After studying Wellstone, Byrd came away impressed by his philosophy and his political beliefs. “He became a senator not to have an effect just on broad things, but to change people’s lives,” Byrd said.
She said she thought her essay benefited from the time she spent reading Kennedy’s original “Profiles in Courage.” “Reading it all the way through, I had a deeper understanding of what he was trying to get at,” she explained.

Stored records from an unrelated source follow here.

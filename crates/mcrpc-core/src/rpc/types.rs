//! Client configuration and the last-call status register.

use std::fmt;

use serde_json::Value;

use crate::error::RpcError;

// ==============================================================================
// Client Configuration
// ==============================================================================

/// Connection settings for one daemon endpoint.
///
/// `chain_name` and `verify_tls` may change after the client is built
/// (see `RpcClient::configure`); everything else is fixed at construction.
#[derive(Clone, PartialEq, Eq)]
pub struct ClientConfig {
    pub host: String,
    pub port: u16,
    pub username: String,
    pub password: String,
    pub use_tls: bool,
    pub chain_name: Option<String>,
    pub verify_tls: bool,
}

impl ClientConfig {
    pub fn new(
        host: impl Into<String>,
        port: u16,
        username: impl Into<String>,
        password: impl Into<String>,
    ) -> Self {
        Self {
            host: host.into(),
            port,
            username: username.into(),
            password: password.into(),
            use_tls: false,
            chain_name: None,
            verify_tls: true,
        }
    }

    pub fn with_tls(mut self, use_tls: bool) -> Self {
        self.use_tls = use_tls;
        self
    }

    pub fn with_chain_name(mut self, chain_name: Option<String>) -> Self {
        self.chain_name = chain_name;
        self
    }

    pub fn with_verify_tls(mut self, verify_tls: bool) -> Self {
        self.verify_tls = verify_tls;
        self
    }

    /// The chain name to embed in requests, if any. Empty names count as unset.
    pub fn effective_chain_name(&self) -> Option<&str> {
        self.chain_name.as_deref().filter(|name| !name.is_empty())
    }
}

impl fmt::Debug for ClientConfig {
    fn fmt(&self, f: &mut fmt::Formatter<'_>) -> fmt::Result {
        f.debug_struct("ClientConfig")
            .field("host", &self.host)
            .field("port", &self.port)
            .field("username", &self.username)
            .field("password", &"<redacted>")
            .field("use_tls", &self.use_tls)
            .field("chain_name", &self.chain_name)
            .field("verify_tls", &self.verify_tls)
            .finish()
    }
}

// ==============================================================================
// Last-Call Status
// ==============================================================================

/// Outcome of the most recent call: `(0, "")` after a success, the
/// normalized error code and message otherwise.
#[derive(Debug, Clone, Default, PartialEq, Eq)]
pub struct CallStatus {
    pub code: i64,
    pub message: String,
}

impl CallStatus {
    pub fn from_outcome(outcome: &Result<Value, RpcError>) -> Self {
        match outcome {
            Ok(_) => Self::default(),
            Err(err) => Self {
                code: err.code(),
                message: err.message(),
            },
        }
    }

    pub fn is_success(&self) -> bool {
        self.code == 0
    }
}
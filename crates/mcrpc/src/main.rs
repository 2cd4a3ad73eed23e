mod cli;

use clap::Parser;
use eyre::{eyre, WrapErr};
use serde_json::Value;

use mcrpc_core::rpc::{Params, RpcClient};
use mcrpc_core::ClientConfig;

#[tokio::main]
async fn main() -> eyre::Result<()> {
    let args = cli::Cli::parse();

    tracing_subscriber::fmt()
        .with_env_filter(
            tracing_subscriber::EnvFilter::try_from_default_env()
                .unwrap_or_else(|_| tracing_subscriber::EnvFilter::new("warn")),
        )
        .with_writer(std::io::stderr)
        .with_file(true)
        .with_line_number(true)
        .with_level(true)
        .init();

    let config = ClientConfig::new(&args.host, args.port, &args.user, &args.pass)
        .with_tls(args.tls)
        .with_chain_name(args.chain_name.clone())
        .with_verify_tls(!args.no_verify_ssl);
    let client = RpcClient::new(config).context("build RPC client")?;

    if args.no_verify_ssl {
        tracing::warn!("TLS certificate verification is disabled");
    }

    let params: Params = args
        .params
        .iter()
        .map(String::as_str)
        .map(parse_param)
        .collect();
    tracing::debug!(
        method = %args.method,
        params = params.len(),
        url = client.url(),
        "calling daemon"
    );

    match client.call(&args.method, params).await {
        Ok(result) => {
            let rendered =
                serde_json::to_string_pretty(&result).context("render result as JSON")?;
            println!("{rendered}");
            Ok(())
        }
        Err(_) => {
            let message =
                format_call_error(client.url(), client.error_code(), &client.error_message());
            Err(eyre!(message)).wrap_err_with(|| format!("`{}` failed", args.method))
        }
    }
}

/// Command-line parameters are JSON when they parse as JSON, plain strings
/// otherwise, so `getblock 12` sends a number and `liststreamitems s1` a string.
fn parse_param(raw: &str) -> Value {
    serde_json::from_str(raw).unwrap_or_else(|_| Value::String(raw.to_owned()))
}

fn format_call_error(url: &str, code: i64, message: &str) -> String {
    let mut lines = vec![format!("error code {code}: {message}")];

    match code {
        502 => lines.push(format!(
            "hint: no response from `{url}`; verify host, port, TLS setting, and that the daemon is running"
        )),
        401 | 403 => lines.push(
            "hint: authentication failed; verify --user/--pass match the daemon's rpcuser/rpcpassword"
                .into(),
        ),
        _ => {}
    }

    lines.join("\n")
}
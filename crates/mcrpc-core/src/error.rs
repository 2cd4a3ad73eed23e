/// Code reported for failures detected locally: callable arguments,
/// serialization errors, and undecodable responses.
pub const LOCAL_ERROR_CODE: i64 = -1;

/// Code reported when no HTTP response was obtained at all.
pub const TRANSPORT_ERROR_CODE: i64 = 502;

#[derive(Debug, thiserror::Error)]
pub enum RpcError {
    #[error("Function passed as argument where data expected")]
    CallableArgument,

    #[error("JSON serialization error: {0}")]
    Serialize(#[source] serde_json::Error),

    #[error("Invalid JSON response")]
    InvalidResponse,

    #[error("RPC error {code}: {message}")]
    Server { code: i64, message: String },

    #[error("RPC transport failure: {0}")]
    Transport(#[from] TransportError),

    #[error("invalid client configuration: {0}")]
    Config(String),
}

impl RpcError {
    /// Numeric code this error is reported under in the last-call register.
    pub fn code(&self) -> i64 {
        match self {
            Self::Server { code, .. } => *code,
            Self::Transport(_) => TRANSPORT_ERROR_CODE,
            Self::CallableArgument | Self::Serialize(_) | Self::InvalidResponse | Self::Config(_) => {
                LOCAL_ERROR_CODE
            }
        }
    }

    /// Message this error is reported under in the last-call register.
    ///
    /// Unlike `Display`, remote and transport messages are returned verbatim.
    pub fn message(&self) -> String {
        match self {
            Self::Server { message, .. } => message.clone(),
            Self::Transport(err) => err.0.clone(),
            other => other.to_string(),
        }
    }
}

/// Failure to obtain any HTTP response: DNS, connect, TLS handshake, or a
/// connection dropped mid-transfer.
#[derive(Debug, Clone, PartialEq, Eq, thiserror::Error)]
#[error("{0}")]
pub struct TransportError(pub String);
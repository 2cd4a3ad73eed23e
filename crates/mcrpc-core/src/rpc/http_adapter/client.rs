use std::sync::{Arc, Mutex, PoisonError};
use std::time::{SystemTime, UNIX_EPOCH};

use reqwest::header::HeaderValue;
use serde_json::Value;
use tracing::{debug, trace};

use crate::error::RpcError;

use super::super::params::Params;
use super::super::types::{CallStatus, ClientConfig};
use super::super::{HttpRequest, Transport};
use super::connection::{basic_auth_header, endpoint_url, request_headers, ReqwestTransport};
use super::protocol::{decode_success_body, normalize_http_error, JsonRpcRequest};

/// Generic JSON-RPC client for a MultiChain-style daemon.
///
/// Any method name is accepted and forwarded as-is; the client has no
/// knowledge of the remote catalog. Each call returns its own
/// `Result<Value, RpcError>` and also records the outcome in a last-call
/// register readable through [`error_code`](Self::error_code),
/// [`error_message`](Self::error_message) and
/// [`is_success`](Self::is_success).
///
/// The register is per instance: when one client is shared between tasks,
/// a call may overwrite another call's status before it is read. Rely on
/// the returned `Result` in that case.
pub struct RpcClient {
    config: ClientConfig,
    url: String,
    authorization: HeaderValue,
    transport: Arc<dyn Transport>,
    status: Mutex<CallStatus>,
}

impl RpcClient {
    /// Create a client using the default `reqwest` transport.
    pub fn new(config: ClientConfig) -> Result<Self, RpcError> {
        let transport = ReqwestTransport::new()?;
        Self::with_transport(config, Arc::new(transport))
    }

    /// Create a client over a caller-supplied transport.
    pub fn with_transport(
        config: ClientConfig,
        transport: Arc<dyn Transport>,
    ) -> Result<Self, RpcError> {
        let url = endpoint_url(&config)?;
        let authorization = basic_auth_header(&config.username, &config.password)?;
        Ok(Self {
            config,
            url,
            authorization,
            transport,
            status: Mutex::new(CallStatus::default()),
        })
    }

    pub fn config(&self) -> &ClientConfig {
        &self.config
    }

    pub fn url(&self) -> &str {
        &self.url
    }

    /// Set a named option.
    ///
    /// - `chainname`: chain name embedded in future requests. A string is
    ///   used as-is, `null` clears it, any other value is used as JSON text.
    /// - `verifyssl`: certificate and hostname verification for future
    ///   requests, read with JSON truthiness.
    ///
    /// Any other name is ignored.
    pub fn configure(&mut self, option: &str, value: impl Into<Value>) {
        let value = value.into();
        match option {
            "chainname" => {
                let chain_name = match value {
                    Value::Null => None,
                    Value::String(name) => Some(name),
                    other => Some(other.to_string()),
                };
                self.set_chain_name(chain_name);
            }
            "verifyssl" => self.set_verify_tls(is_truthy(&value)),
            _ => debug!(option, "ignoring unknown client option"),
        }
    }

    pub fn set_chain_name(&mut self, chain_name: Option<String>) {
        self.config.chain_name = chain_name;
    }

    pub fn set_verify_tls(&mut self, verify_tls: bool) {
        self.config.verify_tls = verify_tls;
    }

    /// A handle that invokes one remote method by name.
    pub fn method(&self, name: impl Into<String>) -> RpcMethod<'_> {
        RpcMethod {
            client: self,
            name: name.into(),
        }
    }

    /// Invoke `method` on the daemon with positional `params`.
    ///
    /// The outcome is returned and also stored as the last-call status.
    pub async fn call(&self, method: &str, params: Params) -> Result<Value, RpcError> {
        let outcome = self.dispatch(method, params).await;
        if let Err(err) = &outcome {
            debug!(
                rpc.method = method,
                code = err.code(),
                error = %err,
                "rpc call failed"
            );
        }
        self.record(CallStatus::from_outcome(&outcome));
        outcome
    }

    async fn dispatch(&self, method: &str, params: Params) -> Result<Value, RpcError> {
        let params = params.into_values()?;
        let id = request_id();
        let req = JsonRpcRequest {
            id,
            method,
            params: &params,
            chain_name: self.config.effective_chain_name(),
        };
        let payload = serde_json::to_vec(&req).map_err(RpcError::Serialize)?;
        debug!(
            rpc.id = id,
            rpc.method = method,
            rpc.params = params.len(),
            "rpc call"
        );

        let request = HttpRequest {
            url: self.url.clone(),
            headers: request_headers(&self.authorization, payload.len()),
            body: payload,
            verify_tls: self.config.verify_tls,
        };
        let response = self.transport.post(request).await?;

        let status = response.status;
        debug!(rpc.id = id, rpc.method = method, %status, body_len = response.body.len(), "rpc response");
        trace!(
            rpc.id = id,
            rpc.method = method,
            body = %String::from_utf8_lossy(&response.body),
            "rpc response body"
        );

        if status.is_success() {
            decode_success_body(&response.body)
        } else {
            Err(normalize_http_error(
                status,
                response.reason.as_deref(),
                &response.body,
            ))
        }
    }

    fn record(&self, status: CallStatus) {
        *self.status.lock().unwrap_or_else(PoisonError::into_inner) = status;
    }

    /// Snapshot of the last-call register.
    pub fn last_status(&self) -> CallStatus {
        self.status
            .lock()
            .unwrap_or_else(PoisonError::into_inner)
            .clone()
    }

    /// Code of the last call: 0 on success.
    pub fn error_code(&self) -> i64 {
        self.last_status().code
    }

    /// Message of the last call: empty on success.
    pub fn error_message(&self) -> String {
        self.last_status().message
    }

    pub fn is_success(&self) -> bool {
        self.last_status().is_success()
    }
}

/// A remote method bound to a client, e.g. `client.method("liststreams")`.
pub struct RpcMethod<'a> {
    client: &'a RpcClient,
    name: String,
}

impl RpcMethod<'_> {
    pub fn name(&self) -> &str {
        &self.name
    }

    pub async fn call(&self, params: Params) -> Result<Value, RpcError> {
        self.client.call(&self.name, params).await
    }
}

fn request_id() -> i64 {
    SystemTime::now()
        .duration_since(UNIX_EPOCH)
        .map(|d| d.as_millis() as i64)
        .unwrap_or(1)
}

fn is_truthy(value: &Value) -> bool {
    match value {
        Value::Null => false,
        Value::Bool(flag) => *flag,
        Value::Number(n) => n.as_f64().is_some_and(|n| n != 0.0),
        Value::String(s) => !s.is_empty(),
        Value::Array(items) => !items.is_empty(),
        Value::Object(fields) => !fields.is_empty(),
    }
}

THIS effort to understand Kennedy’s intention was one of the keys to the essay’s success, said contest coordinator Esther Kohn. She said the essays were judged by content and tone. “The main goal of the content is to look to see if the student understood what political courage means as defined by President Kennedy,” Kohn said. “A lot of students don’t understand that. They write a biography of someone.” Kohn also cited “the quality of the writing and the quality of the research … She didn’t just go to Wikipedia.com.”
Jacqueline’s mother Belinda pointed to the new edition of “Profiles in Courage,” signed by Caroline Kennedy, the president of the Kennedy Library Foundation, that was part of Byrd’s award as a contest finalist. Belinda Byrd said she raised money for the Kennedy Library after the president’s assassination. “I raised money as a kid … sent it off, and I got something from Jacqueline Kennedy.”
Belinda Byrd mentioned that her daughter has a large collection of books on President Kennedy. But she didn’t have anything that had been autographed by a Kennedy.
Byrd said she is currently looking at colleges and is leaning towards studying medicine after she graduates high school. She said she had a heart defect as a child, so cardiology is particularly appealing, but of course politics is not off the table either. “[Maybe] sort of a Bill Frist thing,” Byrd said.